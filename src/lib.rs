// ABOUTME: Main library entry point for the Fairweather weather-window scheduler
// ABOUTME: Window-finding engine plus forecast fetching, task validation, and suggestions
//
// SPDX-License-Identifier: MIT OR Apache-2.0
// Copyright (c) 2025 Fairweather Contributors

#![deny(unsafe_code)]

//! # Fairweather
//!
//! Finds stretches of forecast weather suitable for an outdoor task. Given a
//! 3-hour block forecast and a task's temperature, humidity, rain, duration
//! and start-time constraints, the engine reports every qualifying window and
//! explains with counted reasons why other stretches failed.
//!
//! ## Architecture
//!
//! - **Scheduling**: the pure window-finding engine
//! - **Weather**: forecast providers, including the `OpenWeather` client
//! - **Tasks**: request validation and the suggestion service
//! - **Config**: environment-driven configuration
//! - **Logging**: `tracing` subscriber setup
//!
//! ## Example Usage
//!
//! ```rust
//! use fairweather::scheduling::find_windows;
//! use fairweather_core::models::{Constraints, ForecastSample};
//!
//! let samples: Vec<ForecastSample> = (0..4)
//!     .map(|i| ForecastSample::new(1_693_526_400 + i * 10_800, Some(68.0), Some(40)))
//!     .collect();
//! let constraints = Constraints::builder(6).min_temp(60.0).no_rain(true).build();
//!
//! let result = find_windows(&samples, &constraints);
//! assert_eq!(result.windows.len(), 2);
//! assert!(result.reason_summary.is_none());
//! ```

/// Configuration management
pub mod config;

/// Application constants and configuration values
pub mod constants;

/// Unified error handling re-exported from `fairweather-core`
pub mod errors;

/// Structured logging setup
pub mod logging;

/// Forecast data models re-exported from `fairweather-core`
pub mod models {
    pub use fairweather_core::models::*;
}

/// Weather-window search engine
pub mod scheduling;

/// Task requests and suggestions
pub mod tasks;

/// Shared utilities
pub mod utils;

/// Forecast providers
pub mod weather;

→ **PROBLEM TO WORK ON**
Would you print each line of the listing again, unaltered?

→ **SOLUTION TO THE EXERCISE**
filename src/lib.rs
// ABOUTME: Main library entry point for the Fairweather weather-window scheduler
// ABOUTME: Window-finding engine plus forecast fetching, task validation, and suggestions
//
// SPDX-License-Identifier: MIT OR Apache-2.0
// Copyright (c) 2025 Fairweather Contributors

#![deny(unsafe_code)]

//! # Fairweather
//!
//! Finds stretches of forecast weather suitable for an outdoor task. Given a
//! 3-hour block forecast and a task's temperature, humidity, rain, duration
//! and start-time constraints, the engine reports every qualifying window and
//! explains with counted reasons why other stretches failed.
//!
//! ## Architecture
//!
//! - **Scheduling**: the pure window-finding engine
//! - **Weather**: forecast providers, including the `OpenWeather` client
//! - **Tasks**: request validation and the suggestion service
//! - **Config**: environment-driven configuration
//! - **Logging**: `tracing` subscriber setup
//!
//! ## Example Usage
//!
//! ```rust
//! use fairweather::scheduling::find_windows;
//! use fairweather_core::models::{Constraints, ForecastSample};
//!
//! let samples: Vec<ForecastSample> = (0..4)
//!     .map(|i| ForecastSample::new(1_693_526_400 + i * 10_800, Some(68.0), Some(40)))
//!     .collect();
//! let constraints = Constraints::builder(6).min_temp(60.0).no_rain(true).build();
//!
//! let result = find_windows(&samples, &constraints);
//! assert_eq!(result.windows.len(), 2);
//! assert!(result.reason_summary.is_none());
//! ```

/// Configuration management
pub mod config;

/// Application constants and configuration values
pub mod constants;

/// Unified error handling re-exported from `fairweather-core`
pub mod errors;

/// Structured logging setup
pub mod logging;

/// Forecast data models re-exported from `fairweather-core`
pub mod models {
    pub use fairweather_core::models::*;
}

/// Weather-window search engine
pub mod scheduling;

/// Task requests and suggestions
pub mod tasks;

/// Shared utilities
pub mod utils;

/// Forecast providers
pub mod weather;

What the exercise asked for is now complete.